The company's Q1 2026 earnings report also contributed to the positive momentum. Revenue grew 6% year-over-year to $1.074 billion, with non-GAAP EPS at $1.61. Security revenue saw an 11% increase, and the CIS segment revenue surged by 40%.
- Today's price increase: 26.58%
- 1-year return: 93.72%
- Q1 2026 Revenue: $1.074 billion (+6% YoY)
- Q1 2026 Non-GAAP EPS: $1.61
- Q1 2026 Security Revenue: +11% YoY
- Q1 2026 CIS Revenue: +40% YoY

Bull case
The primary driver for Akamai's bullish outlook is its strategic positioning to benefit from the artificial intelligence boom. The newly secured $1.8 billion, seven-year deal for Cloud Infrastructure Services directly taps into the massive demand for AI-powered computing.
Akamai's management has raised its outlook for the CIS segment, now anticipating at least 50% year-over-year growth. This, combined with a rapidly accelerating pipeline, has led the company to forecast double-digit annual revenue growth in 2027.
Beyond AI infrastructure, Akamai's core security business continues to perform strongly. With the increasing sophistication of cyber threats, particularly those driven by AI, Akamai's robust security solutions are in high demand, providing a stable and growing revenue stream.
- New $1.8 billion, 7-year AI infrastructure deal.
- CIS segment growth outlook raised to 50%+ YoY.
- Projected double-digit annual revenue growth in 2027.
- Strong demand for cybersecurity solutions.
- Increased capital expenditures to support GPU infrastructure and colocation for AI demand.
Bear case
Despite the recent surge and positive AI deal, concerns remain about margin compression.
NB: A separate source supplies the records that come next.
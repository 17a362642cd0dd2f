/*!
 * CLH Sync Queue
 *
 * FIFO queue of blocked threads shared by the queued lock and its
 * conditions. `head` and `tail` are only ever mutated by compare-and-set;
 * each waiter's blocking state lives in its predecessor's status tag.
 *
 * # Invariants
 *
 * - The head node is never cancelled
 * - Only the thread that created a node cancels it
 * - `prev` links are authoritative, `next` links are hints that may lag
 */

use super::node::{cas_link, same, Node, NodeRef, WaitStatus};
use super::pool::{NodePool, NodePoolStats};
use crate::core::sync::interrupt::current_thread_id;
use arc_swap::ArcSwapOption;
use std::sync::Arc;
use std::thread;

pub(crate) struct SyncQueue {
    head: ArcSwapOption<Node>,
    tail: ArcSwapOption<Node>,
    pool: Option<NodePool>,
}

impl SyncQueue {
    pub(crate) fn new(pool_capacity: Option<usize>) -> Self {
        Self {
            head: ArcSwapOption::empty(),
            tail: ArcSwapOption::empty(),
            pool: pool_capacity.map(NodePool::new),
        }
    }

    /// Allocate (or recycle) a node for the calling thread
    pub(crate) fn new_node(&self, status: WaitStatus) -> NodeRef {
        let thread = thread::current();
        let id = current_thread_id();
        match &self.pool {
            Some(pool) => pool.acquire(thread, id, status),
            None => Arc::new(Node::new(thread, id, status, None)),
        }
    }

    #[inline]
    pub(crate) fn head(&self) -> Option<NodeRef> {
        self.head.load_full()
    }

    #[inline]
    pub(crate) fn is_head(&self, node: &NodeRef) -> bool {
        match self.head.load_full() {
            Some(head) => Arc::ptr_eq(&head, node),
            None => false,
        }
    }

    /// Splice `node` onto the tail, installing a dummy head on first use.
    /// Returns the node's predecessor.
    pub(crate) fn enq(&self, node: &NodeRef) -> NodeRef {
        loop {
            match self.tail.load_full() {
                None => {
                    let dummy: NodeRef = Arc::new(Node::dummy());
                    if cas_link(&self.head, &None, Some(dummy.clone())) {
                        self.tail.store(Some(dummy));
                    } else {
                        thread::yield_now();
                    }
                }
                Some(tail) => {
                    node.prev.store(Some(tail.clone()));
                    let expected = Some(tail.clone());
                    if cas_link(&self.tail, &expected, Some(node.clone())) {
                        tail.next.store(Some(node.clone()));
                        return tail;
                    }
                }
            }
        }
    }

    /// Enqueue a fresh node for the calling thread
    pub(crate) fn add_waiter(&self) -> NodeRef {
        let node = self.new_node(WaitStatus::Zero);
        self.enq(&node);
        node
    }

    /// Promote `node` to head; only called by the thread that just acquired
    pub(crate) fn set_head(&self, node: &NodeRef) {
        node.mark_promoted();
        self.head.store(Some(node.clone()));
        node.prev.store(None);
    }

    /// Detach the previous head once its successor has been promoted
    pub(crate) fn retire(&self, old_head: NodeRef) {
        old_head.next.store(None);
        if let Some(pool) = &self.pool {
            pool.recycle(old_head);
        }
    }

    /// Decide whether a waiter whose acquire failed may park.
    ///
    /// Parks only once the predecessor carries `Signal`; otherwise skips
    /// cancelled predecessors or sets the tag and asks the caller to retry.
    pub(crate) fn should_park_after_failed_acquire(&self, pred: &NodeRef, node: &NodeRef) -> bool {
        let status = pred.status();
        if status == WaitStatus::Signal {
            return true;
        }
        if status == WaitStatus::Cancelled {
            let mut pred = pred.clone();
            while pred.is_cancelled() {
                match pred.prev.load_full() {
                    Some(prev) => pred = prev,
                    None => break,
                }
            }
            node.prev.store(Some(pred.clone()));
            pred.next.store(Some(node.clone()));
        } else {
            pred.cas_status(status, WaitStatus::Signal);
        }
        false
    }

    /// Wake the first live successor of `node`
    pub(crate) fn unpark_successor(&self, node: &NodeRef) {
        let status = node.status();
        if (status as i32) < 0 {
            node.cas_status(status, WaitStatus::Zero);
        }

        let mut successor = node.next.load_full();
        if successor.as_ref().map_or(true, |s| s.is_cancelled()) {
            // `next` is stale; walk back from the tail through `prev`
            successor = None;
            let mut cursor = self.tail.load_full();
            while let Some(current) = cursor {
                if Arc::ptr_eq(&current, node) {
                    break;
                }
                if !current.is_cancelled() {
                    successor = Some(current.clone());
                }
                cursor = current.prev.load_full();
            }
        }

        if let Some(successor) = successor {
            successor.unpark();
        }
    }

    /// Abandon an acquire attempt, re-splicing the queue around `node`
    pub(crate) fn cancel_acquire(&self, node: &NodeRef) {
        let Some(mut pred) = node.prev.load_full() else {
            return;
        };
        while pred.is_cancelled() {
            match pred.prev.load_full() {
                Some(prev) => pred = prev,
                None => break,
            }
            node.prev.store(Some(pred.clone()));
        }

        let pred_next = pred.next.load_full();
        node.set_status(WaitStatus::Cancelled);

        let this = Some(node.clone());
        if cas_link(&self.tail, &this, Some(pred.clone())) {
            cas_link(&pred.next, &pred_next, None);
        } else {
            let status = pred.status();
            let signalled = status == WaitStatus::Signal
                || ((status as i32) <= 0 && pred.cas_status(status, WaitStatus::Signal));
            if !self.is_head(&pred) && signalled && !pred.is_promoted() {
                if let Some(next) = node.next.load_full() {
                    if !next.is_cancelled() {
                        cas_link(&pred.next, &pred_next, Some(next));
                    }
                }
            } else {
                self.unpark_successor(node);
            }
            node.next.store(None);
        }

        if let Some(pool) = &self.pool {
            pool.release_slot(node);
        }
    }

    /// Whether some other thread has been waiting longer than the caller
    pub(crate) fn has_queued_predecessors(&self) -> bool {
        let tail = self.tail.load_full();
        let head = self.head.load_full();
        match head {
            Some(head) if !same(&Some(head.clone()), &tail) => match head.next.load_full() {
                Some(first) => first.thread_id() != current_thread_id(),
                None => true,
            },
            _ => false,
        }
    }

    pub(crate) fn has_queued_threads(&self) -> bool {
        !same(&self.head.load_full(), &self.tail.load_full())
    }

    /// Number of live waiters (approximate under concurrency)
    pub(crate) fn queue_length(&self) -> usize {
        let mut count = 0;
        let mut cursor = self.tail.load_full();
        while let Some(node) = cursor {
            if !node.is_promoted() && !node.is_cancelled() {
                count += 1;
            }
            cursor = node.prev.load_full();
        }
        count
    }

    /// Whether a condition node has been transferred onto this queue
    pub(crate) fn is_on_sync_queue(&self, node: &NodeRef) -> bool {
        if node.status() == WaitStatus::Condition || node.prev.load_full().is_none() {
            return false;
        }
        if node.next.load_full().is_some() {
            return true;
        }
        self.find_from_tail(node)
    }

    fn find_from_tail(&self, node: &NodeRef) -> bool {
        let mut cursor = self.tail.load_full();
        while let Some(current) = cursor {
            if Arc::ptr_eq(&current, node) {
                return true;
            }
            cursor = current.prev.load_full();
        }
        false
    }

    /// Move a signalled condition node onto the sync queue.
    /// Returns `false` if the node was cancelled before the signal.
    pub(crate) fn transfer_for_signal(&self, node: &NodeRef) -> bool {
        if !node.cas_status(WaitStatus::Condition, WaitStatus::Zero) {
            return false;
        }
        let pred = self.enq(node);
        let status = pred.status();
        if pred.is_cancelled() || !pred.cas_status(status, WaitStatus::Signal) {
            node.unpark();
        }
        true
    }

    /// Transfer after a timed-out or interrupted condition wait.
    /// Returns `true` if the cancellation beat any signal.
    pub(crate) fn transfer_after_cancelled_wait(&self, node: &NodeRef) -> bool {
        if node.cas_status(WaitStatus::Condition, WaitStatus::Zero) {
            self.enq(node);
            return true;
        }
        // A signal won the race; wait for it to finish the enqueue
        while !self.is_on_sync_queue(node) {
            thread::yield_now();
        }
        false
    }

    pub(crate) fn pool_stats(&self) -> Option<NodePoolStats> {
        self.pool.as_ref().map(NodePool::stats)
    }
}

impl Drop for SyncQueue {
    fn drop(&mut self) {
        self.head.store(None);
        let mut cursor = self.tail.swap(None);
        while let Some(node) = cursor {
            cursor = node.prev.swap(None);
            node.next.store(None);
            node.next_waiter.store(None);
        }
    }
}

#[cfg(test)]
mod tests {
    use super::*;

    #[test]
    fn test_enq_installs_dummy_head() {
        let queue = SyncQueue::new(None);
        assert!(!queue.has_queued_threads());

        let node = queue.add_waiter();
        let head = queue.head().unwrap();
        assert!(head.is_promoted());
        assert!(same(&node.prev.load_full(), &Some(head.clone())));
        assert!(same(&head.next.load_full(), &Some(node.clone())));
        assert!(queue.has_queued_threads());
        assert_eq!(queue.queue_length(), 1);
    }

    #[test]
    fn test_cancel_tail_restores_empty_queue() {
        let queue = SyncQueue::new(None);
        let node = queue.add_waiter();
        queue.cancel_acquire(&node);

        assert!(node.is_cancelled());
        assert!(!queue.has_queued_threads());
        assert_eq!(queue.queue_length(), 0);
    }

    #[test]
    fn test_cancelled_predecessor_is_skipped() {
        let queue = SyncQueue::new(None);
        let first = queue.add_waiter();
        let second = queue.add_waiter();
        queue.cancel_acquire(&first);

        let pred = second.prev.load_full().unwrap();
        assert!(pred.is_cancelled());
        assert!(!queue.should_park_after_failed_acquire(&pred, &second));

        let pred = second.prev.load_full().unwrap();
        assert!(queue.is_head(&pred));
        assert!(!queue.should_park_after_failed_acquire(&pred, &second));
        assert_eq!(pred.status(), WaitStatus::Signal);
        assert!(queue.should_park_after_failed_acquire(&pred, &second));
    }

    #[test]
    fn test_transfer_for_signal_only_once() {
        let queue = SyncQueue::new(None);
        let node = queue.new_node(WaitStatus::Condition);
        assert!(!queue.is_on_sync_queue(&node));

        assert!(queue.transfer_for_signal(&node));
        assert!(queue.is_on_sync_queue(&node));
        assert!(!queue.transfer_for_signal(&node));
    }

    #[test]
    fn test_cancelled_wait_beats_later_signal() {
        let queue = SyncQueue::new(None);
        let node = queue.new_node(WaitStatus::Condition);
        assert!(queue.transfer_after_cancelled_wait(&node));
        assert!(!queue.transfer_for_signal(&node));
        assert!(queue.is_on_sync_queue(&node));
    }

    #[test]
    fn test_has_queued_predecessors_for_other_thread() {
        let queue = Arc::new(SyncQueue::new(None));
        let queued = queue.clone();
        thread::spawn(move || {
            queued.add_waiter();
        })
        .join()
        .unwrap();

        assert!(queue.has_queued_predecessors());
    }
}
Pressure in the traditional content delivery network (CDN) business and increased investment in infrastructure to support AI could weigh on profitability.
The competitive landscape for CDN services is intense, and while Akamai is a leader, slower trends in this segment have historically tempered growth expectations. This could limit the upside from its core business.
Current valuations, especially after the significant price jump, may not fully reflect the execution risks associated with scaling new infrastructure and integrating large AI-related projects. Investors should monitor the company's ability to translate these investments into sustainable, profitable growth.
- Margin pressure in the delivery business.
- Intense competition in the CDN market.
- Rising costs associated with infrastructure investments for AI.
- Potential for slower growth in traditional CDN services.
- Valuation concerns after a significant stock price increase.
Fintwit's AI verdict
The market's reaction to Akamai's latest announcement underscores the significant investor appetite for companies positioned to capitalize on the AI revolution. The substantial commitment from a major AI provider signals a new growth chapter for the company.
However, the path forward involves navigating increased capital expenditures and potential margin pressures. The question for investors is whether the long-term AI infrastructure opportunity outweighs these near-term challenges and the current valuation.